(Task directions)
Below are records; state how many of their lines hold the word "async", and give only the figure.

(Extracted information)
##############################

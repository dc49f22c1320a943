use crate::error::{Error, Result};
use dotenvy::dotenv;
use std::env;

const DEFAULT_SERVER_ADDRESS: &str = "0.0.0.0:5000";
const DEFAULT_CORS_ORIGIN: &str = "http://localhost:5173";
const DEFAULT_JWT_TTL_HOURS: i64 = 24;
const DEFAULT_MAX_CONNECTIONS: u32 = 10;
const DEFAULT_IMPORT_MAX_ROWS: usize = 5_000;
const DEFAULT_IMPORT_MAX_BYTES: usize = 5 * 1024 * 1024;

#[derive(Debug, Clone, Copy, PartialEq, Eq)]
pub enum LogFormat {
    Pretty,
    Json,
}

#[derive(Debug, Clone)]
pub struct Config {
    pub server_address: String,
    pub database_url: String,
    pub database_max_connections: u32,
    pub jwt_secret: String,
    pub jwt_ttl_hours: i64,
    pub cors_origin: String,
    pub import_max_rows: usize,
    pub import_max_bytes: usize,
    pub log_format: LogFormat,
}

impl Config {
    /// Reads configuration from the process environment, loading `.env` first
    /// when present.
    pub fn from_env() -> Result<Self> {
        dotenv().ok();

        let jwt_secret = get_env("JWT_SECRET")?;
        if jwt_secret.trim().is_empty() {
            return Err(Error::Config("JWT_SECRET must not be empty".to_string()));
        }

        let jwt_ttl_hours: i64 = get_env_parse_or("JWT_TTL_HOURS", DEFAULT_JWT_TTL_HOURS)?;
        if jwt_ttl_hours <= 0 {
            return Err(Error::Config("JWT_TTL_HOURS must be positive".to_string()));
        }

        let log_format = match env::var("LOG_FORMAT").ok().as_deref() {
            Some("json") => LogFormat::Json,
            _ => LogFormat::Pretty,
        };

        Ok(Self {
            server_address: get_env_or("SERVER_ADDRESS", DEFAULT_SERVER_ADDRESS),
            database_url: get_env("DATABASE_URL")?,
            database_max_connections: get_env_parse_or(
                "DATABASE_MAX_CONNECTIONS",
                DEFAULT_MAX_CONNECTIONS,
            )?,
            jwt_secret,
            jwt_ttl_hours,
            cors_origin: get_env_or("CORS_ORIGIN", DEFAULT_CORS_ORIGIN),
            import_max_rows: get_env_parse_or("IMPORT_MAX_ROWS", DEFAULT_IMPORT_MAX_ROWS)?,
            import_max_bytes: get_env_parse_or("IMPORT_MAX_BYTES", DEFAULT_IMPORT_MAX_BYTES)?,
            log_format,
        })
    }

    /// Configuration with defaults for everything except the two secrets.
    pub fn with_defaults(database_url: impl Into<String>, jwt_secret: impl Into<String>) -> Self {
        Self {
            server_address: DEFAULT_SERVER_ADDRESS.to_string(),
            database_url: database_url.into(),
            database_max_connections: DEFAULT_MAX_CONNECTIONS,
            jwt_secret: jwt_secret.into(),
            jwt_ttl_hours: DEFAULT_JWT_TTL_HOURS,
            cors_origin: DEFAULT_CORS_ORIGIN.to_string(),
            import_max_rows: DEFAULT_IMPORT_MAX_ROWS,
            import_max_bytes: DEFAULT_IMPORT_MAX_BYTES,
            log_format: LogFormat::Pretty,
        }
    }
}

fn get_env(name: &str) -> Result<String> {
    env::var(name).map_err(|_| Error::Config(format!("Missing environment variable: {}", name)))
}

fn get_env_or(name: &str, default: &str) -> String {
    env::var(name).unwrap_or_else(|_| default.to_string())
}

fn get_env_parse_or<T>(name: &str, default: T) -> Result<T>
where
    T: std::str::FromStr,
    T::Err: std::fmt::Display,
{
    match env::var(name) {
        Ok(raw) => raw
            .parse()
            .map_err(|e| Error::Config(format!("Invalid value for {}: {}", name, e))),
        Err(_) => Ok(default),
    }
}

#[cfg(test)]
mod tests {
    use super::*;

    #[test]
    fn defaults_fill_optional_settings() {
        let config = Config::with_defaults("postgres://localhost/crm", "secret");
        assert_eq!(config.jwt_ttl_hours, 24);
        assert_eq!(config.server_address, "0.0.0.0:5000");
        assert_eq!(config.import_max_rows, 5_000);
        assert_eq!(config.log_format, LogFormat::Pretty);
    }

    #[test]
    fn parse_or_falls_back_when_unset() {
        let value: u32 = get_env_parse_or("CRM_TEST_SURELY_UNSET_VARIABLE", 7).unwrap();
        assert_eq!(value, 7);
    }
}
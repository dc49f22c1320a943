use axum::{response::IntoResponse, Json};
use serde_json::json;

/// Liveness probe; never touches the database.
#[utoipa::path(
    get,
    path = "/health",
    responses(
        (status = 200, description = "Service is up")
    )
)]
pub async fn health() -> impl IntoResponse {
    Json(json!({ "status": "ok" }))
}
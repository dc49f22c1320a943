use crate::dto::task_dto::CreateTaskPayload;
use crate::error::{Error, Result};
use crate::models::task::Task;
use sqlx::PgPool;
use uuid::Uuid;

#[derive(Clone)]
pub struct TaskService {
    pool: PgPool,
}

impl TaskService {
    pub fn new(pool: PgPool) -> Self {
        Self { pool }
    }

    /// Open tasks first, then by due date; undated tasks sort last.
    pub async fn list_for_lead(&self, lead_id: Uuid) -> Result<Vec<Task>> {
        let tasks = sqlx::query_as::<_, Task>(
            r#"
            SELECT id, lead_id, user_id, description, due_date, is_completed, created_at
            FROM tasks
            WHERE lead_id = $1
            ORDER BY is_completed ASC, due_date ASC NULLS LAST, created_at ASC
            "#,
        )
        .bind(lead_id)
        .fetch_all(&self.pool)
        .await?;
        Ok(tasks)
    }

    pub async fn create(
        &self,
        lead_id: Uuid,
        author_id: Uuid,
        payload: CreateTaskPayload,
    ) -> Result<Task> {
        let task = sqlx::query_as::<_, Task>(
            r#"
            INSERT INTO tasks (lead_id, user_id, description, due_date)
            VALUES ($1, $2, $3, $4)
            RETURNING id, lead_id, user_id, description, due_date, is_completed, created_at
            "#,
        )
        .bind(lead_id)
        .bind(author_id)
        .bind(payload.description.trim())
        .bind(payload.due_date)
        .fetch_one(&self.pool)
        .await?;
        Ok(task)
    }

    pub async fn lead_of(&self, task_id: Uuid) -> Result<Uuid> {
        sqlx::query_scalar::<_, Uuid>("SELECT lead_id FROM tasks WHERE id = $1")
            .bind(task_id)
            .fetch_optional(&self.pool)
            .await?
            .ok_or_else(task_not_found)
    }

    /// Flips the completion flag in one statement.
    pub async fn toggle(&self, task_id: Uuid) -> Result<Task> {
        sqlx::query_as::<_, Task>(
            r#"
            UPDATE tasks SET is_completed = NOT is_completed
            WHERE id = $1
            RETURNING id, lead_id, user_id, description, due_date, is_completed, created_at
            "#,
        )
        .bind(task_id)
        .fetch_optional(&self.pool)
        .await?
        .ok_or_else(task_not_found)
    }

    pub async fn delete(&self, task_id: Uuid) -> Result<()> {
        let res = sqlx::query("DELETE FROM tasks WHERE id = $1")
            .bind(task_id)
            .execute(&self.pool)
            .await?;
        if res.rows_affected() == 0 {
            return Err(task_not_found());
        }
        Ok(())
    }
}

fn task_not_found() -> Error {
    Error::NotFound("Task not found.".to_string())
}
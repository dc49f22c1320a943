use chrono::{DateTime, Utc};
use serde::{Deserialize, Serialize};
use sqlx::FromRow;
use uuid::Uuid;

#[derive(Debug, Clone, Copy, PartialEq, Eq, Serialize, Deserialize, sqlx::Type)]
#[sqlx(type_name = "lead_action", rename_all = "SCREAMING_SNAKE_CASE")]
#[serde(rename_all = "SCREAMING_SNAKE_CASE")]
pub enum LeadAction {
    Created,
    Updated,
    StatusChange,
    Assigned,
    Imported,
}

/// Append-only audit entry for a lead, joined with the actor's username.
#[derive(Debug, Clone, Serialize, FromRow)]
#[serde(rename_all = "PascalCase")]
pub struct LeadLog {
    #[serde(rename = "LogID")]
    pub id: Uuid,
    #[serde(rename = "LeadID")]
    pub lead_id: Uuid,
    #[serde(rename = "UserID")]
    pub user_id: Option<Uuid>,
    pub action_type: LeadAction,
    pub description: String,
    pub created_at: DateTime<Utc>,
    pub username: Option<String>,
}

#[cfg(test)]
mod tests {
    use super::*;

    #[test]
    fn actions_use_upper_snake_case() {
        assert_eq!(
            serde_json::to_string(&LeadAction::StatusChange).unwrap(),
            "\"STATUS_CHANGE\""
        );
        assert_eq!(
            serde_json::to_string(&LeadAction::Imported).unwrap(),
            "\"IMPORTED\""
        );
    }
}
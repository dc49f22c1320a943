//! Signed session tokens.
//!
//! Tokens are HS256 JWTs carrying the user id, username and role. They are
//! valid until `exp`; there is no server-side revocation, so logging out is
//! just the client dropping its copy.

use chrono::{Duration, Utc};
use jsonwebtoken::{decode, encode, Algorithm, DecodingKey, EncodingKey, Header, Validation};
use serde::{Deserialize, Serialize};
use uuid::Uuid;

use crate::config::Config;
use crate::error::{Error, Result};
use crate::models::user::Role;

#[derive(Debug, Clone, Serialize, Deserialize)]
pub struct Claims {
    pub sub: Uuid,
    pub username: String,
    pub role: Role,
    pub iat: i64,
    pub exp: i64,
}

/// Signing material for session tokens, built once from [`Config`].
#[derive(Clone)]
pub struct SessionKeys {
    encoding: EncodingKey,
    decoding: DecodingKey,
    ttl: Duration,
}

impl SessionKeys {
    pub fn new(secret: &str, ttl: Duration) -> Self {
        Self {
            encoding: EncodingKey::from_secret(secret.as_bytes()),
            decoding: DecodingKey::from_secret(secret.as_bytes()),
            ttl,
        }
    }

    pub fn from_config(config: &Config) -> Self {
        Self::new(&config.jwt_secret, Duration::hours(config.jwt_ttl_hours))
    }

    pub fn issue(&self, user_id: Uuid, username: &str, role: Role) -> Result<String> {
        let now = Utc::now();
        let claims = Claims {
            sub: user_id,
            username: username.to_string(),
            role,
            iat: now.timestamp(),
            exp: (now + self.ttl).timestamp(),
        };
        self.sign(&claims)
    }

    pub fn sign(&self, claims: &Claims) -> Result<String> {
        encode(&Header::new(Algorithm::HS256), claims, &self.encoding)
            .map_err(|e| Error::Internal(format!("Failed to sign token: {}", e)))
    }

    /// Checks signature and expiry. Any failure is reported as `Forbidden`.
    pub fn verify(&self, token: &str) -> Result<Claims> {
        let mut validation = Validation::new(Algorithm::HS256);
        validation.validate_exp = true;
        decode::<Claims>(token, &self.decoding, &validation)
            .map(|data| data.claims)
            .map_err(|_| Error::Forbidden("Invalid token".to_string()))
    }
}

##############################

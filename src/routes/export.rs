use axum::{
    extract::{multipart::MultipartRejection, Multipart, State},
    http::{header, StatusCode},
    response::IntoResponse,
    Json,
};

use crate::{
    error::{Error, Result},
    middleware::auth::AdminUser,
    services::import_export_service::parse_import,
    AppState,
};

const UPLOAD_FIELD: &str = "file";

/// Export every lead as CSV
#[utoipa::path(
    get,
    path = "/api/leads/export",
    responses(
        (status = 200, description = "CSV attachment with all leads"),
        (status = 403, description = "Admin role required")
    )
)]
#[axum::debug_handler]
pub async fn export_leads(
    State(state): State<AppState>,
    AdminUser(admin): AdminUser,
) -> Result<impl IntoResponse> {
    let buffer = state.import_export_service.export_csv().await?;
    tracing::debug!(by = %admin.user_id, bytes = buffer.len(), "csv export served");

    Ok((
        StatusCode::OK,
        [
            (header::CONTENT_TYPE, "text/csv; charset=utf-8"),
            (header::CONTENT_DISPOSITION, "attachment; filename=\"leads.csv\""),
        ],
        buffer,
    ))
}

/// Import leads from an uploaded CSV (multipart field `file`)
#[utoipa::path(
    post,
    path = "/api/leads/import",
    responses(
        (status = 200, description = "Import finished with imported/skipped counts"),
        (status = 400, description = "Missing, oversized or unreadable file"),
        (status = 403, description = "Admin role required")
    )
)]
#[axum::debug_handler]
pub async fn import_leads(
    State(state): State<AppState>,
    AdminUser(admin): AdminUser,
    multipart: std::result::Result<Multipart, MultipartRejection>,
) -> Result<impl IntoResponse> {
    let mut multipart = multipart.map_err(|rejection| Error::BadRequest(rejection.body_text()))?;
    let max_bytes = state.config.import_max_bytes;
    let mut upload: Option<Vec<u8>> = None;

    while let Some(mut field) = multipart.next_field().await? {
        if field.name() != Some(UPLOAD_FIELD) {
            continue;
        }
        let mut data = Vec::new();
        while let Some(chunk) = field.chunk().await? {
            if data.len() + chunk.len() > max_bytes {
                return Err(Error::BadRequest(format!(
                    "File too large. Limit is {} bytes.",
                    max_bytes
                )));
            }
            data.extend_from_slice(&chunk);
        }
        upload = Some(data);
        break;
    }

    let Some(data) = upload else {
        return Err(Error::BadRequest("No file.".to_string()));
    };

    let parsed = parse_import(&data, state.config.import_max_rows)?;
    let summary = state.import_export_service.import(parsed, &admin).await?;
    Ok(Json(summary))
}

##############################

(Result)
8